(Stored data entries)
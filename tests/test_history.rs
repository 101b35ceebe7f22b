mod common;

use vsnap::*;

fn repo_with_three_versions(dir: &std::path::Path) -> Repository {
    common::write_file(dir, "a.txt", "1");
    let repo = common::create_repo(dir);
    common::save(&repo);
    common::write_file(dir, "a.txt", "2");
    repo.save(&SaveOptions {
        message: Some("second".into()),
    })
    .unwrap();
    common::write_file(dir, "b/c.txt", "3");
    common::save(&repo);
    repo
}

// ---------------------------------------------------------------------------
// history
// ---------------------------------------------------------------------------

#[test]
fn history_is_empty_before_first_save() {
    let dir = tempfile::tempdir().unwrap();
    let repo = common::create_repo(dir.path());
    assert!(repo.history().unwrap().is_empty());
}

#[test]
fn history_newest_first() {
    let dir = tempfile::tempdir().unwrap();
    let repo = repo_with_three_versions(dir.path());

    let history = repo.history().unwrap();
    let ids: Vec<u64> = history.iter().map(|(id, _)| id.0).collect();
    assert_eq!(ids, vec![2, 1, 0]);

    let messages: Vec<&str> = history.iter().map(|(_, v)| v.message.as_str()).collect();
    assert_eq!(messages, vec!["Version 2", "second", "Initial save"]);

    // Chain terminates at a version without parent.
    assert_eq!(history[0].1.parent, Some(VersionId(1)));
    assert_eq!(history[1].1.parent, Some(VersionId(0)));
    assert_eq!(history[2].1.parent, None);
}

#[test]
fn no_change_save_does_not_extend_history() {
    let dir = tempfile::tempdir().unwrap();
    let repo = repo_with_three_versions(dir.path());
    common::save(&repo);
    assert_eq!(repo.history().unwrap().len(), 3);
}

#[test]
fn history_detects_cycle() {
    let dir = tempfile::tempdir().unwrap();
    let repo = repo_with_three_versions(dir.path());
    let version0 = dir.path().join(".vsnap/obj/version/0");
    std::fs::write(&version0, "2\n0\nlooped").unwrap();

    let err = repo.history().unwrap_err();
    assert!(matches!(err, Error::CorruptObject(_)));
    assert!(err.needs_recovery());
}

// ---------------------------------------------------------------------------
// verify
// ---------------------------------------------------------------------------

#[test]
fn verify_walks_every_version() {
    let dir = tempfile::tempdir().unwrap();
    let repo = repo_with_three_versions(dir.path());
    assert_eq!(repo.verify().unwrap(), 3);
}

#[test]
fn verify_reports_missing_subtree() {
    let dir = tempfile::tempdir().unwrap();
    let repo = repo_with_three_versions(dir.path());
    let root = common::root_entries(&repo);
    let sub = match &root["b"] {
        TreeEntry::Tree { id, .. } => *id,
        other => panic!("expected tree, got {:?}", other),
    };
    std::fs::remove_file(dir.path().join(".vsnap/obj/tree").join(sub.to_string())).unwrap();

    match repo.verify().unwrap_err() {
        Error::VersionUnreadable { id, source } => {
            assert_eq!(id, 2);
            assert!(matches!(*source, Error::MissingReference(_)));
        }
        other => panic!("expected VersionUnreadable, got {:?}", other),
    }
}

// ---------------------------------------------------------------------------
// counters
// ---------------------------------------------------------------------------

#[test]
fn counters_strictly_increase() {
    let dir = tempfile::tempdir().unwrap();
    let repo = common::create_repo(dir.path());
    let ids: Vec<u64> = (0..10)
        .map(|_| repo.counters().next_index(IndexClass::Tree).unwrap())
        .collect();
    assert_eq!(ids, (0..10).collect::<Vec<_>>());
    assert_eq!(repo.counters().peek(IndexClass::Version).unwrap(), 0);
}
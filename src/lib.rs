//! Snapshot engine for a small, single-line version-control tool.
//!
//! `vsnap` records a directory tree as immutable objects: content-addressed
//! **blobs** for file contents, index-named **trees** for directories, and
//! **versions** that link a root tree to the previous version. Each save
//! compares the working tree with the head version and writes only what
//! changed; unchanged subtrees keep their existing tree ids.
//!
//! # Key types
//!
//! - [`Repository`]: a working root with its `.vsnap` metadata directory;
//!   the entry point for `save`, `status` and `history`.
//! - [`VersionChain`]: decides whether a save needs a new version and
//!   moves the head.
//! - [`Snapshotter`]: the recursive materializer / differ / status walk.
//! - [`ObjectStore`], [`IndexAllocator`], [`WorkTree`]: the seams the
//!   engine works through, with on-disk and in-memory implementations.
//!
//! # Quick example
//!
//! ```rust,no_run
//! use vsnap::{OpenOptions, Repository, SaveOptions};
//!
//! let repo = Repository::open("/tmp/project", OpenOptions {
//!     create: true,
//!     ..Default::default()
//! }).unwrap();
//!
//! let outcome = repo.save(&SaveOptions::default()).unwrap();
//! println!("head is now version {}", outcome.head());
//!
//! let status = repo.status().unwrap();
//! assert!(status.is_clean());
//! ```

pub mod chain;
pub mod error;
pub mod glob;
pub mod ignore;
pub mod index;
pub mod memory;
pub mod paths;
pub mod record;
pub mod repo;
pub mod snapshot;
pub mod store;
pub mod types;
pub mod worktree;

// Re-export primary public types at crate root.
pub use chain::VersionChain;
pub use error::{Error, Result};
pub use ignore::IgnoreSet;
pub use index::{CounterFiles, IndexAllocator, MemoryCounters};
pub use memory::MemoryStore;
pub use repo::Repository;
pub use snapshot::Snapshotter;
pub use store::{FileStore, ObjectStore};
pub use types::*;
pub use worktree::{DiskTree, MemoryTree, WorkTree};
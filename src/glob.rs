/// Return `true` if `pattern` contains a `*` or `?` wildcard.
pub fn has_wildcard(pattern: &str) -> bool {
    pattern.contains(['*', '?'])
}

/// Match a file name against a wildcard pattern.
///
/// `*` matches any run of characters and `?` a single character. There is
/// no dotfile protection: `*.tmp` matches `.cache.tmp`.
pub fn name_matches(pattern: &str, name: &str) -> bool {
    fnmatch(pattern.as_bytes(), name.as_bytes())
}

/// Iterative fnmatch with single-star backtracking.
fn fnmatch(pat: &[u8], name: &[u8]) -> bool {
    let mut pi = 0;
    let mut ni = 0;
    let mut star_pi = usize::MAX;
    let mut star_ni = 0;

    while ni < name.len() {
        if pi < pat.len() && (pat[pi] == b'?' || pat[pi] == name[ni]) {
            pi += 1;
            ni += 1;
        } else if pi < pat.len() && pat[pi] == b'*' {
            star_pi = pi;
            star_ni = ni;
            pi += 1;
        } else if star_pi != usize::MAX {
            pi = star_pi + 1;
            star_ni += 1;
            ni = star_ni;
        } else {
            return false;
        }
    }

    while pi < pat.len() && pat[pi] == b'*' {
        pi += 1;
    }

    pi == pat.len()
}

#[cfg(test)]
mod tests {
    use super::*;

    #[test]
    fn test_star() {
        assert!(name_matches("*", "hello"));
        assert!(name_matches("*.log", "build.log"));
        assert!(!name_matches("*.log", "build.rs"));
        assert!(name_matches("t*t", "target"));
    }

    #[test]
    fn test_question() {
        assert!(name_matches("?.o", "a.o"));
        assert!(!name_matches("?.o", "ab.o"));
    }

    #[test]
    fn test_dotfiles_match() {
        assert!(name_matches("*", ".vsnap"));
        assert!(name_matches("*.tmp", ".cache.tmp"));
    }

    #[test]
    fn test_exact() {
        assert!(name_matches("target", "target"));
        assert!(!name_matches("target", "targets"));
    }

    #[test]
    fn test_has_wildcard() {
        assert!(has_wildcard("*.o"));
        assert!(has_wildcard("a?c"));
        assert!(!has_wildcard("node_modules"));
    }
}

_Task description_
All that is wanted is the stretch of lines above from the one containing "single-line version-control tool." through the one containing "moves the head.", duplicated exactly.

_Final answer_
//! Snapshot engine for a small, single-line version-control tool.
//!
//! `vsnap` records a directory tree as immutable objects: content-addressed
//! **blobs** for file contents, index-named **trees** for directories, and
//! **versions** that link a root tree to the previous version. Each save
//! compares the working tree with the head version and writes only what
//! changed; unchanged subtrees keep their existing tree ids.
//!
//! # Key types
//!
//! - [`Repository`]: a working root with its `.vsnap` metadata directory;
//!   the entry point for `save`, `status` and `history`.
//! - [`VersionChain`]: decides whether a save needs a new version and
//!   moves the head.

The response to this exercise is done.